Por Gustavo Aballay, docente Universidad Santo Tomás
OPINIÓN
“Una empresa responsable con el medioambiente no solo protege su entorno. También protege su capacidad de producir, cumplir compromisos, conservar la confianza y seguir funcionando. En un escenario cada vez más incierto, esa preparación puede marcar la diferencia entre una organización que reacciona cuando ya es tarde y otra que logra adaptarse sin perder el rumbo”.
Cuando hablamos de este tema, muchas empresas siguen pensando en el cumplimiento normativo, en los permisos y en las acciones destinadas a cuidar el entorno. Todo eso es importante, pero la gestión ambiental está mucho más cerca del funcionamiento diario del negocio de lo que a veces se reconoce. Puede determinar si una empresa estará en condiciones de continuar operando cuando cambien las circunstancias, se interrumpa un suministro o aparezca una exigencia que no había sido considerada con suficiente anticipación.
En mi experiencia como consultor, he visto organizaciones que crecen rápidamente, aumentan sus ventas, incorporan trabajadores y amplían su capacidad productiva, pero dejan para después aquellos temas que no generan ingresos inmediatos. La gestión ambiental suele estar entre ellos. Sin embargo, cuando llega una fiscalización, un requerimiento sanitario, un corte de suministro o un evento climático, esa postergación comienza a generar consecuencias concretas.
He podido observar esta situación de cerca en una empresa del rubro de alimentación animal. Durante años, sus esfuerzos estuvieron concentrados casi exclusivamente en producir, vender y responder a la demanda. Con el tiempo, esa postergación generó brechas y fue necesario ordenar los controles del agua, el manejo de residuos, la limpieza, los registros, el mantenimiento y las responsabilidades internas.

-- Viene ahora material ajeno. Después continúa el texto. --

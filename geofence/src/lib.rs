//! Geofence evaluation.
//!
//! A voter may corroborate an issue only from inside its circular catchment:
//! the great-circle distance between the voter and the issue origin must not
//! exceed the issue's *current* radius. Distances use the haversine formula on
//! a spherical Earth.

use civic_types::Coordinates;
use thiserror::Error;

/// Mean Earth radius used by the spherical approximation.
pub const EARTH_RADIUS_METERS: f64 = 6_371_000.0;

#[derive(Debug, Error, PartialEq)]
pub enum GeofenceError {
    #[error("invalid location {0}: latitude must be within [-90, 90] and longitude within [-180, 180]")]
    InvalidLocation(Coordinates),
}

/// Great-circle distance between two points, in meters.
pub fn distance_meters(a: &Coordinates, b: &Coordinates) -> Result<f64, GeofenceError> {
    for point in [a, b] {
        if !point.is_valid() {
            return Err(GeofenceError::InvalidLocation(*point));
        }
    }

    let lat1 = a.latitude.to_radians();
    let lat2 = b.latitude.to_radians();
    let d_lat = (b.latitude - a.latitude).to_radians();
    let d_lon = (b.longitude - a.longitude).to_radians();

    let h = (d_lat / 2.0).sin().powi(2) + lat1.cos() * lat2.cos() * (d_lon / 2.0).sin().powi(2);
    // Rounding can push h a hair past 1 for antipodal points.
    let c = 2.0 * h.clamp(0.0, 1.0).sqrt().asin();
    Ok(EARTH_RADIUS_METERS * c)
}

/// Outcome of a geofence check, carrying the measured distance for diagnostics.
#[derive(Clone, Copy, Debug, PartialEq)]
pub struct Eligibility {
    pub distance_meters: f64,
    pub radius_meters: f64,
}

impl Eligibility {
    pub fn is_eligible(&self) -> bool {
        self.distance_meters <= self.radius_meters
    }
}

/// Measure a voter against an issue's catchment.
pub fn evaluate(
    origin: &Coordinates,
    radius_meters: f64,
    voter: &Coordinates,
) -> Result<Eligibility, GeofenceError> {
    let distance = distance_meters(origin, voter)?;
    Ok(Eligibility {
        distance_meters: distance,
        radius_meters,
    })
}

/// `true` iff the voter stands within `radius_meters` of the origin.
pub fn is_eligible(
    origin: &Coordinates,
    radius_meters: f64,
    voter: &Coordinates,
) -> Result<bool, GeofenceError> {
    evaluate(origin, radius_meters, voter).map(|e| e.is_eligible())
}

#[cfg(test)]
mod tests {
    use super::*;

    fn nairobi() -> Coordinates {
        Coordinates::new(-1.2921, 36.8219)
    }

    #[test]
    fn same_point_is_zero_distance() {
        assert_eq!(distance_meters(&nairobi(), &nairobi()).unwrap(), 0.0);
    }

    #[test]
    fn one_degree_of_latitude_is_about_111_km() {
        let a = Coordinates::new(0.0, 0.0);
        let b = Coordinates::new(1.0, 0.0);
        let d = distance_meters(&a, &b).unwrap();
        assert!((d - 111_195.0).abs() < 50.0, "got {d}");
    }

    #[test]
    fn london_to_paris() {
        let london = Coordinates::new(51.5074, -0.1278);
        let paris = Coordinates::new(48.8566, 2.3522);
        let d = distance_meters(&london, &paris).unwrap();
        assert!((d - 343_500.0).abs() < 1_500.0, "got {d}");
    }

    #[test]
    fn boundary_is_inclusive() {
        let origin = Coordinates::new(0.0, 0.0);
        let voter = Coordinates::new(0.001, 0.0);
        let d = distance_meters(&origin, &voter).unwrap();
        assert!(is_eligible(&origin, d, &voter).unwrap());
        assert!(!is_eligible(&origin, d - 0.01, &voter).unwrap());
    }

    #[test]
    fn antipodes_do_not_produce_nan() {
        let d = distance_meters(&Coordinates::new(0.0, 0.0), &Coordinates::new(0.0, 180.0)).unwrap();
        assert!(d.is_finite());
        assert!((d - std::f64::consts::PI * EARTH_RADIUS_METERS).abs() < 1.0);
    }

    #[test]
    fn malformed_voter_location_rejected() {
        let bad = Coordinates::new(91.0, 0.0);
        assert_eq!(
            is_eligible(&nairobi(), 1000.0, &bad),
            Err(GeofenceError::InvalidLocation(bad))
        );
        let bad_lon = Coordinates::new(0.0, 181.0);
        assert!(is_eligible(&nairobi(), 1000.0, &bad_lon).is_err());
    }
}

Lo que inicialmente parecía un conjunto de exigencias administrativas mostró algo más profundo: la empresa no tenía completamente protegidas las condiciones que permitían sostener su producción. Esa experiencia confirma que la gestión ambiental no puede separarse del negocio. Una falla puede detener la producción, elevar los costos, retrasar las entregas y afectar la confianza de los clientes.
“Con el tiempo, esa postergación generó brechas y fue necesario ordenar los
controles del agua, el manejo de residuos, la limpieza, los registros, el
mantenimiento y las responsabilidades internas”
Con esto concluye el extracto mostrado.